The patient with COPD who is at risk from exacerbation needs to know what to do when they get one. It is reasonable to give such patients prescriptions for steroids and antibiotics to take in the event of such a crisis occurring. A five-day course of prednisone at a 30-40mg dose depending on weight is reasonable for such patients. The majority – 70 per cent – of exacerbations are associated with infection and some of these infections may well be viral. Extrapolating from this, it suggests that exacerbations do not always need to be treated with antibiotics, but it can be difficult to determine which ones are infective and which ones are not. In those circumstances, it is more important than ever to ensure that over usage of antibiotics does not take place. It is reasonable to allow the patient to take an antibiotic with a limited spectrum, such as a macrolide, doxycycline or amoxicillin. More broad-spectrum antibiotics should certainly be kept in reserve for treating exacerbations that have failed to resolve.

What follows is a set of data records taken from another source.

//! Terminal rendering of portal state.
//!
//! The renderer remembers what it printed last and only prints what changed,
//! so it can be called after every command and every completion.

use colored::Colorize;
use docport_application::chat::{HISTORY_LOADING, THINKING};
use docport_application::files::{EMPTY_TEXT, HEADING, LOADING_TEXT};
use docport_application::{ActiveView, Alert, ChatView, FileListView, LoginView, Portal};
use docport_core::message::{Message, ScrollAnchor, Sender};
use docport_core::webhook::WebhookDisplay;
use pulldown_cmark::{Event, Options, Parser, Tag, TagEnd};

/// Renders a message body written in Markdown for the terminal.
pub fn render_markdown(source: &str) -> String {
    let mut out = String::new();
    let mut lists: Vec<Option<u64>> = Vec::new();
    let mut links: Vec<String> = Vec::new();
    let mut heading = false;
    let mut strong = 0usize;
    let mut emphasis = 0usize;
    let mut code_block = false;

    for event in Parser::new_ext(source, Options::ENABLE_STRIKETHROUGH) {
        match event {
            Event::Start(Tag::Heading { .. }) => {
                block_gap(&mut out);
                heading = true;
            }
            Event::End(TagEnd::Heading(_)) => {
                heading = false;
                out.push('\n');
            }
            Event::Start(Tag::Paragraph) if lists.is_empty() => block_gap(&mut out),
            Event::End(TagEnd::Paragraph) if lists.is_empty() => out.push('\n'),
            Event::Start(Tag::List(start)) => {
                if lists.is_empty() {
                    block_gap(&mut out);
                } else {
                    line_break(&mut out);
                }
                lists.push(start);
            }
            Event::End(TagEnd::List(_)) => {
                lists.pop();
            }
            Event::Start(Tag::Item) => {
                let indent = "  ".repeat(lists.len().saturating_sub(1));
                let marker = match lists.last_mut() {
                    Some(Some(n)) => {
                        let marker = format!("{}. ", n);
                        *n += 1;
                        marker
                    }
                    _ => "- ".to_string(),
                };
                out.push_str(&indent);
                out.push_str(&marker);
            }
            Event::End(TagEnd::Item) => line_break(&mut out),
            Event::Start(Tag::CodeBlock(_)) => {
                block_gap(&mut out);
                code_block = true;
            }
            Event::End(TagEnd::CodeBlock) => {
                code_block = false;
                line_break(&mut out);
            }
            Event::Start(Tag::Strong) => strong += 1,
            Event::End(TagEnd::Strong) => strong = strong.saturating_sub(1),
            Event::Start(Tag::Emphasis) => emphasis += 1,
            Event::End(TagEnd::Emphasis) => emphasis = emphasis.saturating_sub(1),
            Event::Start(Tag::Link { dest_url, .. }) => links.push(dest_url.to_string()),
            Event::End(TagEnd::Link) => {
                if let Some(url) = links.pop() {
                    out.push_str(&format!(" <{}>", url).dimmed().to_string());
                }
            }
            Event::Text(text) if code_block => {
                for line in text.lines() {
                    out.push_str("    ");
                    out.push_str(&line.cyan().to_string());
                    out.push('\n');
                }
            }
            Event::Text(text) => {
                let styled = if heading || strong > 0 {
                    text.bold()
                } else if emphasis > 0 {
                    text.italic()
                } else {
                    text.normal()
                };
                out.push_str(&styled.to_string());
            }
            Event::Code(code) => out.push_str(&code.cyan().to_string()),
            Event::SoftBreak | Event::HardBreak => out.push('\n'),
            Event::Rule => {
                block_gap(&mut out);
                out.push_str("---\n");
            }
            _ => {}
        }
    }

    out.trim_end().to_string()
}

fn line_break(out: &mut String) {
    if !out.is_empty() && !out.ends_with('\n') {
        out.push('\n');
    }
}

fn block_gap(out: &mut String) {
    if out.is_empty() || out.ends_with("\n\n") {
        return;
    }
    line_break(out);
    out.push('\n');
}

pub fn print_alert(alert: &Alert) {
    println!("{}", format!("! {}", alert).bright_yellow().bold());
}

pub fn print_error(message: &str) {
    eprintln!("{}", message.red());
}

pub fn print_info(message: &str) {
    println!("{}", message.bright_black());
}

fn print_message(message: &Message) {
    match message.sender {
        Sender::User => println!("{}", format!("> {}", message.text).green()),
        Sender::Bot => {
            for line in render_markdown(&message.text).lines() {
                println!("  {}", line.bright_blue());
            }
        }
    }
}

pub fn print_files(chat: &ChatView) {
    match chat.files().view() {
        FileListView::Loading => print_info(LOADING_TEXT),
        FileListView::Empty => print_info(EMPTY_TEXT),
        FileListView::Documents(documents) => {
            println!("{}", HEADING.bright_magenta().bold());
            for document in documents {
                println!(
                    "  {} {}",
                    format!("[{}]", document.id).bright_black(),
                    document.filename
                );
            }
        }
    }
}

pub fn print_login_form(login: &LoginView) {
    println!("{}", login.heading().bright_magenta().bold());
    let (question, action) = login.toggle_hint();
    print_info(&format!(
        "/login <username> <password> to {}. {} /register to {}.",
        login.submit_label().to_lowercase(),
        question,
        action.to_lowercase()
    ));
}

/// Background work of the chat view that shows an indicator.
#[derive(Debug, Default, Clone, Copy, PartialEq, Eq)]
struct Pending {
    history: bool,
    upload: bool,
    webhook: bool,
}

impl Pending {
    fn of(chat: &ChatView) -> Self {
        Self {
            history: chat.is_history_loading(),
            upload: chat.is_uploading(),
            webhook: chat.is_webhook_loading(),
        }
    }

    /// The flags that switched on since `previous`.
    fn started_since(self, previous: Pending) -> Pending {
        Pending {
            history: self.history && !previous.history,
            upload: self.upload && !previous.upload,
            webhook: self.webhook && !previous.webhook,
        }
    }
}

/// What was on screen after the last render.
#[derive(Default)]
pub struct Renderer {
    anchor: ScrollAnchor,
    route: Option<String>,
    login_error: Option<String>,
    files: Option<Vec<String>>,
    files_loading: bool,
    upload_status: Option<String>,
    thinking: bool,
    pending: Pending,
    webhook: WebhookDisplay,
}

impl Renderer {
    pub fn new() -> Self {
        Self::default()
    }

    /// Prints everything that changed since the previous call.
    pub fn render(&mut self, portal: &Portal) {
        let route = portal.route().path();
        let remounted = self.route.as_deref() != Some(route.as_str());
        if remounted {
            let previous_language_only = matches!(
                (&self.route, portal.view()),
                (Some(previous), ActiveView::Chat(_)) if previous != "/login"
            );
            if previous_language_only {
                print_info(&format!("Questions are now asked in '{}'", &route[1..]));
                self.route = Some(route);
            } else {
                // new surface, nothing printed yet
                *self = Self::new();
                self.route = Some(route);
                if let ActiveView::Login(login) = portal.view() {
                    print_login_form(login);
                }
            }
        }

        match portal.view() {
            ActiveView::Login(login) => self.render_login(login),
            ActiveView::Chat(chat) => self.render_chat(chat),
        }
    }

    fn render_login(&mut self, login: &LoginView) {
        let error = login.error().map(str::to_string);
        if error != self.login_error {
            if let Some(error) = &error {
                print_error(error);
            }
            self.login_error = error;
        }
    }

    fn render_chat(&mut self, chat: &ChatView) {
        let pending = Pending::of(chat);
        let started = pending.started_since(self.pending);
        if started.history {
            print_info(HISTORY_LOADING);
        }
        if started.upload {
            print_info(&format!("[{}]", chat.upload_label()));
        }
        if started.webhook {
            print_info(&format!("[{}]", chat.webhook_label()));
        }
        self.pending = pending;

        let files: Option<Vec<String>> = match chat.files().view() {
            FileListView::Loading => None,
            FileListView::Empty => Some(Vec::new()),
            FileListView::Documents(documents) => Some(
                documents
                    .iter()
                    .map(|d| format!("{}:{}", d.id, d.filename))
                    .collect(),
            ),
        };
        let loading = files.is_none();
        if loading != self.files_loading || (!loading && files != self.files) {
            print_files(chat);
            self.files_loading = loading;
            if !loading {
                self.files = files;
            }
        }

        let transcript = chat.transcript();
        if self.anchor.is_reset(transcript) && !transcript.is_empty() {
            println!();
        }
        for message in self.anchor.unseen(transcript) {
            print_message(message);
        }

        let thinking = chat.thinking();
        if thinking && !self.thinking {
            println!("  {}", THINKING.bright_black().italic());
        }
        self.thinking = thinking;

        let status = chat.upload_status().map(str::to_string);
        if status != self.upload_status {
            if let Some(status) = &status {
                println!("{}", status.yellow());
            }
            self.upload_status = status;
        }

        if chat.webhook() != &self.webhook {
            match chat.webhook() {
                WebhookDisplay::Url(url) => {
                    println!("{}", "Your public URL is:".bright_magenta());
                    println!("  {}", url.underline());
                }
                WebhookDisplay::Unavailable(reason) => print_error(reason),
                WebhookDisplay::Empty => {}
            }
            self.webhook = chat.webhook().clone();
        }
    }

    /// Prints the whole transcript again and pins the anchor to its end.
    pub fn replay(&mut self, chat: &ChatView) {
        self.anchor = ScrollAnchor::new();
        if chat.transcript().is_empty() {
            print_info("No messages yet.");
        }
        for message in self.anchor.unseen(chat.transcript()) {
            print_message(message);
        }
    }
}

Other aspects of the management of COPD that are also very important
Smoking is clearly a major cause of COPD, but 10 per cent of COPD patients have never smoked and 30 per cent are ex-smokers. For those that are still smoking it is important that they be aware that they should try and stop, and support is given in the way of nicotine replacement therapy or other pharmacological support to those that are attempting to quit. It is important to remind patients to get their annual flu shot and it is also reasonable for them to get pneumococcal vaccination.
Patients and their relatives are often very enthusiastic to obtain oxygen for patients with COPD. Under certain criteria oxygen can certainly prolong life, but there has been no proven benefit for patients who are prescribed oxygen for COPD who have only got mild hypoxaemia, nocturnal desaturation or desaturation on exercise. Oxygen in these circumstances can often inhibit a patient from exercising. Exercise itself is an important component in the treatment of COPD, both on its own and in combination with a formal pulmonary rehabilitation programme. It is known, for instance, that patients who are discharged from hospital, who exercise more than a control group, will have less likelihood of being readmitted to hospital with exacerbations. Pulmonary rehabilitation is well documented to improve the exercise capacity of patients, together with quality-of-life, and reduce the risk of being re-admitted following an exacerbation.
However, the capacity available for pulmonary rehab in Ireland is very poor and taking all the capacity in the system for patients who would require pulmonary rehabilitation post-exacerbation would only provide access for 10 per cent of such patients and of course do nothing for the vast numbers of patients who are experiencing ongoing dyspnoea from their COPD.